SUMMIT COUNTY, Colo. (CBS4) – The rollout of Obamacare is exposing a health care problem in Colorado’s high country. Now people living in the resort communities in the high country will pay much higher rates than the Front Range.
Even Democratic Rep. Jared Polis wants an explanation. The congressman has reached out to the head of insurance for Colorado and even wrote a letter to Secretary of Health and Human Services Kathleen Sebelius on Tuesday asking for help.
“Summit County has one of the most uninsured populations, some say even in the nation; particularly our Latino population; astronomical rates of uninsured folks,” Tamara Drangstveit with the Family and Intercultural Resource Center said.
The Family and Intercultural Resource Center is a charity approved by the government to help Summit County families navigate the health care marketplace. She said not one person has signed up at the center.
“None at this point,” she said. “Everyone takes a look at the rates and they just can’t afford them.”

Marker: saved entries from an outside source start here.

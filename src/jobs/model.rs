use crate::errors::DbError;
use crate::query::geo::{GeoPoint, point_from_bson};
use crate::query::{FieldKind, FieldSpec, VERSION_FIELD};
use bson::{Bson, Document as BsonDocument, doc};
use chrono::{DateTime, Duration, Utc};
use serde::{Deserialize, Serialize};

pub const TITLE_MAX_CHARS: usize = 100;
/// Days a posting stays open when no `lastDate` is given.
pub const DEFAULT_OPEN_DAYS: i64 = 7;

/// Storage types of the job fields, for casting query-string values.
pub static JOB_SCHEMA: [FieldSpec; 19] = [
    FieldSpec::new("title", FieldKind::String),
    FieldSpec::new("slug", FieldKind::String),
    FieldSpec::new("description", FieldKind::String),
    FieldSpec::new("email", FieldKind::String),
    FieldSpec::new("address", FieldKind::String),
    FieldSpec::new("company", FieldKind::String),
    FieldSpec::new("industry", FieldKind::String),
    FieldSpec::new("jobType", FieldKind::String),
    FieldSpec::new("minEducation", FieldKind::String),
    FieldSpec::new("positions", FieldKind::Number),
    FieldSpec::new("experience", FieldKind::String),
    FieldSpec::new("salary", FieldKind::Number),
    FieldSpec::new("postingDate", FieldKind::Date),
    FieldSpec::new("lastDate", FieldKind::Date),
    FieldSpec::new("location.formattedAddress", FieldKind::String),
    FieldSpec::new("location.city", FieldKind::String),
    FieldSpec::new("location.state", FieldKind::String),
    FieldSpec::new("location.zipcode", FieldKind::String),
    FieldSpec::new("location.country", FieldKind::String),
];

macro_rules! choice_enum {
    ($(#[$meta:meta])* $name:ident, $field:literal, { $($variant:ident => $text:literal),+ $(,)? }) => {
        $(#[$meta])*
        #[derive(Debug, Clone, Copy, PartialEq, Eq, Hash, Serialize, Deserialize)]
        pub enum $name {
            $(#[serde(rename = $text)] $variant),+
        }

        impl $name {
            pub const ALL: &'static [Self] = &[$(Self::$variant),+];

            #[must_use]
            pub const fn as_str(self) -> &'static str {
                match self {
                    $(Self::$variant => $text),+
                }
            }

            /// # Errors
            /// Returns `Validation` naming the field when `s` is not one of the options.
            pub fn parse(s: &str) -> Result<Self, DbError> {
                match s {
                    $($text => Ok(Self::$variant),)+
                    other => Err(DbError::Validation(format!(
                        "{}: '{other}' is not one of {}",
                        $field,
                        Self::ALL.iter().map(|v| v.as_str()).collect::<Vec<_>>().join(", ")
                    ))),
                }
            }
        }

        impl std::fmt::Display for $name {
            fn fmt(&self, f: &mut std::fmt::Formatter<'_>) -> std::fmt::Result {
                f.write_str(self.as_str())
            }
        }
    };
}

choice_enum!(Industry, "industry", {
    Business => "Business",
    InformationTechnology => "Information Technology",
    Banking => "Banking",
    EducationTraining => "Education/Training",
    Telecommunication => "Telecommunication",
    Others => "Others",
});

choice_enum!(JobType, "jobType", {
    Permanent => "Permanent",
    Temporary => "Temporary",
    Internship => "Internship",
});

choice_enum!(Education, "minEducation", {
    Bachelors => "Bachelors",
    Masters => "Masters",
    Phd => "Phd",
});

choice_enum!(Experience, "experience", {
    NoExperience => "No Experience",
    OneToTwoYears => "1 Year - 2 Years",
    TwoToFiveYears => "2 Year - 5 Years",
    FivePlusYears => "5 Years+",
});

/// Where a posting is, as resolved from its address.
#[derive(Debug, Clone, PartialEq)]
pub struct Location {
    pub point: GeoPoint,
    pub formatted_address: String,
    pub city: String,
    pub state: String,
    pub zipcode: String,
    pub country: String,
}

impl Location {
    /// GeoJSON point plus the address parts.
    #[must_use]
    pub fn to_bson(&self) -> Bson {
        Bson::Document(doc! {
            "type": "Point",
            "coordinates": [self.point.lng, self.point.lat],
            "formattedAddress": self.formatted_address.as_str(),
            "city": self.city.as_str(),
            "state": self.state.as_str(),
            "zipcode": self.zipcode.as_str(),
            "country": self.country.as_str(),
        })
    }

    #[must_use]
    pub fn from_bson(v: &Bson) -> Option<Self> {
        let point = point_from_bson(v)?;
        let Bson::Document(d) = v else {
            return None;
        };
        if d.get("type").is_some_and(|t| t.as_str() != Some("Point")) {
            return None;
        }
        let text = |k: &str| d.get_str(k).unwrap_or_default().to_string();
        Some(Self {
            point,
            formatted_address: text("formattedAddress"),
            city: text("city"),
            state: text("state"),
            zipcode: text("zipcode"),
            country: text("country"),
        })
    }
}

/// A job posting as submitted: nothing checked yet, everything optional.
#[derive(Debug, Clone, Default, PartialEq, Serialize, Deserialize)]
#[serde(rename_all = "camelCase", default)]
pub struct NewJob {
    pub title: Option<String>,
    pub description: Option<String>,
    pub email: Option<String>,
    pub address: Option<String>,
    pub company: Option<String>,
    pub industry: Vec<String>,
    pub job_type: Option<String>,
    pub min_education: Option<String>,
    pub positions: Option<i64>,
    pub experience: Option<String>,
    pub salary: Option<f64>,
    pub posting_date: Option<DateTime<Utc>>,
    pub last_date: Option<DateTime<Utc>>,
}

/// A validated posting.
#[derive(Debug, Clone, PartialEq)]
pub struct Job {
    pub title: String,
    pub slug: String,
    pub description: String,
    pub email: Option<String>,
    pub address: String,
    pub location: Option<Location>,
    pub company: String,
    pub industry: Vec<Industry>,
    pub job_type: JobType,
    pub min_education: Education,
    pub positions: i64,
    pub experience: Experience,
    pub salary: f64,
    pub posting_date: DateTime<Utc>,
    pub last_date: DateTime<Utc>,
}

fn required(field: &str, value: Option<String>, message: &str) -> Result<String, DbError> {
    match value {
        Some(v) if !v.trim().is_empty() => Ok(v),
        _ => Err(DbError::Validation(format!("{field}: {message}"))),
    }
}

/// Lowercase words joined by `-`; every run of other characters is one separator.
#[must_use]
pub fn slugify(title: &str) -> String {
    let mut out = String::with_capacity(title.len());
    for c in title.chars() {
        if c.is_alphanumeric() {
            out.extend(c.to_lowercase());
        } else if !out.is_empty() && !out.ends_with('-') {
            out.push('-');
        }
    }
    while out.ends_with('-') {
        out.pop();
    }
    out
}

#[must_use]
pub fn is_valid_email(s: &str) -> bool {
    let Some((local, domain)) = s.split_once('@') else {
        return false;
    };
    !local.is_empty()
        && !domain.contains('@')
        && !s.chars().any(char::is_whitespace)
        && domain.split('.').count() >= 2
        && domain.split('.').all(|label| {
            !label.is_empty() && !label.starts_with('-') && !label.ends_with('-')
        })
}

impl NewJob {
    /// Checks every field and fills the defaults: one position, posted `now`,
    /// open for [`DEFAULT_OPEN_DAYS`]. The result has a slug but no location yet.
    ///
    /// # Errors
    /// Returns `Validation` naming the first offending field.
    pub fn validate(self, now: DateTime<Utc>) -> Result<Job, DbError> {
        let title = required("title", self.title, "Please enter job title")?.trim().to_string();
        if title.chars().count() > TITLE_MAX_CHARS {
            return Err(DbError::Validation(format!(
                "title: Job title is too long! Can not exceed {TITLE_MAX_CHARS} characters."
            )));
        }
        let description = required("description", self.description, "Please enter job description.")?;
        let email = match self.email {
            Some(e) if !is_valid_email(&e) => {
                return Err(DbError::Validation("email: Please add a valid email.".into()));
            }
            other => other,
        };
        let address = required("address", self.address, "Please enter an address.")?;
        let company = required("company", self.company, "Please enter a company name.")?;
        if self.industry.is_empty() {
            return Err(DbError::Validation("industry: Please select at least one industry.".into()));
        }
        let industry = self.industry.iter().map(|s| Industry::parse(s)).collect::<Result<Vec<_>, _>>()?;
        let job_type = JobType::parse(&required("jobType", self.job_type, "Please select a job type.")?)?;
        let min_education =
            Education::parse(&required("minEducation", self.min_education, "Please select an education level.")?)?;
        let experience = Experience::parse(&required(
            "experience",
            self.experience,
            "Please enter experience required for this job.",
        )?)?;
        let salary = self
            .salary
            .filter(|s| s.is_finite())
            .ok_or_else(|| DbError::Validation("salary: Please enter expected salary for this job.".into()))?;
        let positions = self.positions.unwrap_or(1);
        if positions < 0 {
            return Err(DbError::Validation("positions: must not be negative".into()));
        }
        let posting_date = self.posting_date.unwrap_or(now);
        let last_date = self.last_date.unwrap_or(now + Duration::days(DEFAULT_OPEN_DAYS));
        Ok(Job {
            slug: slugify(&title),
            title,
            description,
            email,
            address,
            location: None,
            company,
            industry,
            job_type,
            min_education,
            positions,
            experience,
            salary,
            posting_date,
            last_date,
        })
    }
}

fn to_bson_date(dt: DateTime<Utc>) -> bson::DateTime {
    bson::DateTime::from_millis(dt.timestamp_millis())
}

/// Whole salaries are stored as integers so they print without a fraction.
#[allow(clippy::cast_possible_truncation, clippy::cast_precision_loss)]
fn salary_bson(salary: f64) -> Bson {
    let whole = salary as i64;
    if salary.fract() == 0.0 && whole as f64 == salary { Bson::Int64(whole) } else { Bson::Double(salary) }
}

impl Job {
    /// The stored form, with revision counter `version`.
    #[must_use]
    pub fn to_document(&self, version: i64) -> BsonDocument {
        let industry: Vec<&str> = self.industry.iter().map(|i| i.as_str()).collect();
        let mut d = doc! {
            "title": self.title.as_str(),
            "slug": self.slug.as_str(),
            "description": self.description.as_str(),
        };
        if let Some(email) = &self.email {
            d.insert("email", email.as_str());
        }
        d.insert("address", self.address.as_str());
        if let Some(location) = &self.location {
            d.insert("location", location.to_bson());
        }
        d.insert("company", self.company.as_str());
        d.insert("industry", industry);
        d.insert("jobType", self.job_type.as_str());
        d.insert("minEducation", self.min_education.as_str());
        d.insert("positions", self.positions);
        d.insert("experience", self.experience.as_str());
        d.insert("salary", salary_bson(self.salary));
        d.insert("postingDate", to_bson_date(self.posting_date));
        d.insert("lastDate", to_bson_date(self.last_date));
        d.insert(VERSION_FIELD, version);
        d
    }
}
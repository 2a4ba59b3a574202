use crate::collection::Collection;
use crate::document::Document;
use crate::errors::DbError;

use super::cursor::Cursor;
use super::eval::{apply_projection, compare_docs, eval_filter};
use super::types::{Filter, FindOptions, MAX_LIMIT, MAX_PROJECTION_FIELDS, MAX_SORT_FIELDS};

/// Rejects filters the collection cannot serve.
fn check_plan(col: &Collection, filter: &Filter) -> Result<(), DbError> {
    match filter {
        Filter::Text { fields, .. } if fields.is_empty() => Err(DbError::QueryError(format!(
            "text index required for text search on '{}'",
            col.name_str()
        ))),
        Filter::And(fs) | Filter::Or(fs) => fs.iter().try_for_each(|f| check_plan(col, f)),
        Filter::Not(f) => check_plan(col, f),
        _ => Ok(()),
    }
}

/// Filter, then sort, then project, then skip/limit.
///
/// # Errors
/// Returns `QueryError` if the filter needs an index the collection lacks.
pub fn find_docs(col: &Collection, filter: &Filter, opts: &FindOptions) -> Result<Cursor, DbError> {
    check_plan(col, filter)?;
    let bench_start = std::time::Instant::now();

    let mut docs: Vec<Document> =
        col.get_all_documents().into_iter().filter(|d| eval_filter(&d.data, filter)).collect();
    let matched = docs.len();

    if let Some(sort) = &opts.sort {
        if sort.len() > MAX_SORT_FIELDS {
            log::warn!("sort spec too long: {}", sort.len());
        }
        // stable: equal keys keep insertion order
        docs.sort_by(|a, b| compare_docs(&a.data, &b.data, sort));
    }

    let skip = opts.skip.unwrap_or(0);
    let limit = opts.limit.unwrap_or(usize::MAX).min(MAX_LIMIT);
    let mut docs: Vec<Document> = docs.into_iter().skip(skip).take(limit).collect();

    if let Some(projection) = &opts.projection {
        for d in &mut docs {
            d.data = apply_projection(&d.data, projection, MAX_PROJECTION_FIELDS);
        }
    }

    crate::dev6!(
        "{{\"bench\":\"query\",\"op\":\"find\",\"collection\":\"{}\",\"duration_ms\":{},\"matched\":{},\"result_count\":{},\"limit\":{},\"skip\":{}}}",
        col.name_str(),
        crate::utils::num::u128_to_u64_saturating(bench_start.elapsed().as_millis()),
        crate::utils::num::usize_to_u64(matched),
        crate::utils::num::usize_to_u64(docs.len()),
        crate::utils::num::usize_to_u64(opts.limit.unwrap_or(0)),
        crate::utils::num::usize_to_u64(skip)
    );
    Ok(Cursor::new(docs))
}

/// # Errors
/// Same as [`find_docs`].
pub fn count_docs(col: &Collection, filter: &Filter) -> Result<usize, DbError> {
    check_plan(col, filter)?;
    let start = std::time::Instant::now();
    let n = col.get_all_documents().iter().filter(|d| eval_filter(&d.data, filter)).count();
    crate::dev6!(
        "{{\"bench\":\"query\",\"op\":\"count\",\"collection\":\"{}\",\"duration_ms\":{},\"result_count\":{}}}",
        col.name_str(),
        crate::utils::num::u128_to_u64_saturating(start.elapsed().as_millis()),
        crate::utils::num::usize_to_u64(n)
    );
    Ok(n)
}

The state division of insurance has divided Colorado into 11 geographical rating areas. Summit County joins Vail and Aspen in an area simply called “Resort.” (View The Map)
“Our health insurance rates have always been expensive. I think one of the things that the Affordable Care Act and the marketplace have brought to light are just how expensive our rates are,” Drangstveit said. “We’re seeing rates two to three times higher than a family in Denver may see.”
The state website says there are two main factors affecting the cost. There is the direct cost, such as the price of things like doctors, hospitals and prescriptions. The other is utilization — how frequently the population uses the medical system. (Colorado Geographic Rating Requirements In Mountain Resort Counties)
The problem in resort towns is that the equation doesn’t take into account tourists using doctors, hospitals or getting prescriptions, which in the winter can increase the population exponentially.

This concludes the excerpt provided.